- TASK: Retrieve all lines below that have the string "types".

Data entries
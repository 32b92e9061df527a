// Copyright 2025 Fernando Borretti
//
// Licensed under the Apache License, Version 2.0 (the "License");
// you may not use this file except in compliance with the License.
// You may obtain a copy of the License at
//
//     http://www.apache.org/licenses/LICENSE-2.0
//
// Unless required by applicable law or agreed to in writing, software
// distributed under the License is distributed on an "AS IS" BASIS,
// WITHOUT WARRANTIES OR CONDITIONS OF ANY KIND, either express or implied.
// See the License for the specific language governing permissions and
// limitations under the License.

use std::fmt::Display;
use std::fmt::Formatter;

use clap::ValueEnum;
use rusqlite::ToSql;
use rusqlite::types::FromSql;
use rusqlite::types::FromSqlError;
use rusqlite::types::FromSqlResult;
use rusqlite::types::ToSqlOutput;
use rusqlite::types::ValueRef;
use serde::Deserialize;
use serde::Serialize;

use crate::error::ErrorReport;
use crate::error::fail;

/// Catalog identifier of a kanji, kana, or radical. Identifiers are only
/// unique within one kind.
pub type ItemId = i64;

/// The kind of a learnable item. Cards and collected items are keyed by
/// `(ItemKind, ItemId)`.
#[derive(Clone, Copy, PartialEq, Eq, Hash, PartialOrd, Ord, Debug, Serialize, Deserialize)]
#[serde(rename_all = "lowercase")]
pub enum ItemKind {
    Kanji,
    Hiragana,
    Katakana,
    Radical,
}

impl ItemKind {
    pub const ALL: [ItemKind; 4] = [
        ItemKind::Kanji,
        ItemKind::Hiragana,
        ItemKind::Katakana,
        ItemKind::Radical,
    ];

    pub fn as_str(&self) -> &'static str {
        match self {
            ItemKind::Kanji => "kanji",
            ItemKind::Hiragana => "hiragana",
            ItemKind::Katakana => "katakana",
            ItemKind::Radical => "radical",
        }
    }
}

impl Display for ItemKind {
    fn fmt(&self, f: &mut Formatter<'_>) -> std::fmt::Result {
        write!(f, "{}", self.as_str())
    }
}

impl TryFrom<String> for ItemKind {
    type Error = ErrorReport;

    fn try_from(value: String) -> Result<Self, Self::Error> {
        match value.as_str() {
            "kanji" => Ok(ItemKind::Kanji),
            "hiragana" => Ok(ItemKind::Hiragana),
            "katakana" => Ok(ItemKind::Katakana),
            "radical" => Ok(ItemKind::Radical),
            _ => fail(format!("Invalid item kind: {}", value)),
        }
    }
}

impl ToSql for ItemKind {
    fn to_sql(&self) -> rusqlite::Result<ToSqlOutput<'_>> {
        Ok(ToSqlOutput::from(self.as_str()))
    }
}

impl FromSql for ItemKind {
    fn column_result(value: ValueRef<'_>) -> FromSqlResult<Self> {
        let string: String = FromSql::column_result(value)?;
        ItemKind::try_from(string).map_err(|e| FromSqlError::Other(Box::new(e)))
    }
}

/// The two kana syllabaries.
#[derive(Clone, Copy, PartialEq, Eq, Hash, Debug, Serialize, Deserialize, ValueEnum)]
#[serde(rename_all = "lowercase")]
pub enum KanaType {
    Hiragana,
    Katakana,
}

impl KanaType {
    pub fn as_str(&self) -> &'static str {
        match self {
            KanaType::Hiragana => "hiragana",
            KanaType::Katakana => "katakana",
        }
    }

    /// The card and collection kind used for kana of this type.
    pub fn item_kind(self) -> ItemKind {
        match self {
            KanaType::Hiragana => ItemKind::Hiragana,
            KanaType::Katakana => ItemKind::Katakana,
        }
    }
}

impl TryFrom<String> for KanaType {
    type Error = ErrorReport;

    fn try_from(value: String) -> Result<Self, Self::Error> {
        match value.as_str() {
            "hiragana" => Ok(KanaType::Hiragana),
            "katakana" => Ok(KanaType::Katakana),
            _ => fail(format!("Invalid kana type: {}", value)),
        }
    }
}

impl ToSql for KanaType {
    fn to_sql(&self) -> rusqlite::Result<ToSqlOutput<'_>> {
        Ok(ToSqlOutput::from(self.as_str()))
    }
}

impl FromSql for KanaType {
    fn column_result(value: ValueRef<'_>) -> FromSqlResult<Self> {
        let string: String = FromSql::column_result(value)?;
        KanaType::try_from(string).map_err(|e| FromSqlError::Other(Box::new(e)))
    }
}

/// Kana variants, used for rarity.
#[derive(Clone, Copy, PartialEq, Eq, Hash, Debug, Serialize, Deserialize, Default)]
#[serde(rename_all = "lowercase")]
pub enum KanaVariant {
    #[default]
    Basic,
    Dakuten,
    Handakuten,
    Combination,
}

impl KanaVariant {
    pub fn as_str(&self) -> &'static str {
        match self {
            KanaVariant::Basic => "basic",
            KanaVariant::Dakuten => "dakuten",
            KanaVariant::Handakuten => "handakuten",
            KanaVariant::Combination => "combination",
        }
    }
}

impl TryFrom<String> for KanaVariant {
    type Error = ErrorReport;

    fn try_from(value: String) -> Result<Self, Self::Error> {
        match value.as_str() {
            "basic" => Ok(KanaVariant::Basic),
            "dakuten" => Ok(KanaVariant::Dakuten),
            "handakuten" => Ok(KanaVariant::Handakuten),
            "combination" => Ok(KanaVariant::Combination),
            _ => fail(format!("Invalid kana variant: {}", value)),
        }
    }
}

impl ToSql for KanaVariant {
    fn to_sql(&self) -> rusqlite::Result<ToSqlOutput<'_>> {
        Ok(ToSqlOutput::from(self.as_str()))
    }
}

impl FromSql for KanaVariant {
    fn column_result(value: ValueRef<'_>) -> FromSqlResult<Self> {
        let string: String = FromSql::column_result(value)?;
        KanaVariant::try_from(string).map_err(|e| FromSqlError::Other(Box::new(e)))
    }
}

- YOUR SOLUTION:
use rusqlite::types::FromSql;
use rusqlite::types::FromSqlError;
use rusqlite::types::FromSqlResult;
use rusqlite::types::ToSqlOutput;
use rusqlite::types::ValueRef;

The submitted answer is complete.